Both Philip II of Spain and Pope Gregory XIII declare themselves pleased with the outcome, which is naturally viewed with horror by their religious opponents throughout Europe.
In France, it solidifies Huguenot opposition to the crown.
Condé, whose forced conversion, together with that of his cousin, Henri of Navarre, had saved him from death in the Massacre, has spent the past few years raising money, troops, and support from the German princes, particularly Jan Casimir, the son of Friedrich III of the Palatine.

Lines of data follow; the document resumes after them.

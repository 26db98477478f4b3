//! Resilient HTTP transport

mod client;

pub use client::{HttpClient, HttpClientBuilder};
//! Infrastructure error conversions

mod conversions;

pub use conversions::InfraError;
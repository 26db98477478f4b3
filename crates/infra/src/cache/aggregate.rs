//! Aggregate starship set caching with moka
//!
//! Holds the fully enriched starship list under a single key.
//!
//! # Architecture
//!
//! - **Sliding expiration**: `time_to_idle`, so every hit restarts the window
//! - **Single flight**: concurrent misses share one build via `try_get_with`
//! - **Error Handling**: a failed build is returned to every waiter and never stored

use std::sync::Arc;
use std::time::Duration;

use async_trait::async_trait;
use moka::future::Cache;
use shipyard_core::catalog::ports::BuildFuture;
use shipyard_core::AggregateCache;
use shipyard_domain::constants::MAX_SLIDING_EXPIRATION_SECS;
use shipyard_domain::{CacheConfig, Result, Starship};
use tracing::debug;

/// In-memory holder of the aggregate starship set
#[derive(Clone)]
pub struct StarshipCache {
    inner: Cache<String, Arc<Vec<Starship>>>,
    key: String,
    idle: Duration,
}

impl StarshipCache {
    /// Create a cache from configuration
    pub fn new(config: &CacheConfig) -> Self {
        let cache =
            Self::with_idle(config.key.clone(), Duration::from_secs(config.sliding_expiration_secs));
        cache.log_config();
        cache
    }

    /// Create a cache with an explicit idle window (useful for testing)
    ///
    /// The window is capped at `MAX_SLIDING_EXPIRATION_SECS`.
    pub fn with_idle(key: impl Into<String>, idle: Duration) -> Self {
        let idle = idle.min(Duration::from_secs(MAX_SLIDING_EXPIRATION_SECS));
        let inner = Cache::builder().time_to_idle(idle).build();
        Self { inner, key: key.into(), idle }
    }

    /// Log configuration at startup
    pub fn log_config(&self) {
        tracing::info!(
            key = %self.key,
            sliding_expiration_secs = self.idle.as_secs(),
            "starship cache configuration loaded"
        );
    }

    /// Whether a live aggregate set is currently held.
    pub async fn is_populated(&self) -> bool {
        self.inner.get(&self.key).await.is_some()
    }
}

impl std::fmt::Debug for StarshipCache {
    fn fmt(&self, f: &mut std::fmt::Formatter<'_>) -> std::fmt::Result {
        f.debug_struct("StarshipCache")
            .field("key", &self.key)
            .field("idle", &self.idle)
            .field("entries", &self.inner.entry_count())
            .finish()
    }
}

#[async_trait]
impl AggregateCache for StarshipCache {
    async fn get_or_build(&self, build: BuildFuture<'_>) -> Result<Arc<Vec<Starship>>> {
        if let Some(hit) = self.inner.get(&self.key).await {
            debug!(key = %self.key, count = hit.len(), "starship cache hit");
            return Ok(hit);
        }

        debug!(key = %self.key, "starship cache miss, building aggregate");
        self.inner
            .try_get_with(self.key.clone(), async move { build.await.map(Arc::new) })
            .await
            .map_err(|err| (*err).clone())
    }

    async fn invalidate(&self) {
        debug!(key = %self.key, "invalidating starship cache");
        self.inner.invalidate(&self.key).await;
    }
}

A relative of the Coligny brothers, Henri de Montmorency, Sieur de Damville, governs the heavily Protestant Languedoc region as an "uncrowned king of the south," and, though himself Roman Catholic, brings another substantial army to the Protestant side.
The Catholic League, led by the ultra-Roman Catholic Henri I de Lorraine, third duc de Guise, forces the moderate but devious King Henry III to ban Protestantism and attempts to exclude from the succession his brother-in-law, the Huguenot leader Henry of Bourbon, king of Navarre and heir presumptive to the French throne.
The result is the War of the Three Henrys.
Anne, the eldest son of Guillaume, Viscount de Joyeuse, when very young had been admitted to the royal court, where he had carried the title of Marquis d'Arques (after one of his father's lands).
King Henry III, having just lost his former favorites, had taken a great liking to Anne and in 1581 had created him Duke de Joyeuse with precedence over all other peers of the realm except for princes of the blood and certain sovereign families.
Henry had also made Anne admiral of France in 1582 and governor of Normandy in 1586 and married him to Marguerite de Lorraine-Vaudémont, younger sister of the queen.
A champion of Roman Catholic reaction against Henri I de Montmorency's tolerant policy toward the Huguenots in Languedoc, Anne leads an army against the Huguenots in Guyenne and ...
...massacres some of them at Mont-Saint-Éloi.
Duke Anne is recalled to court at this inopportune moment because of the intrigues of jealous rivals, and, when he marches a second time against Henry of Navarre, he is captured and killed on October 20 at the Battle of Coutras, which Henry, with English financial aid, wins.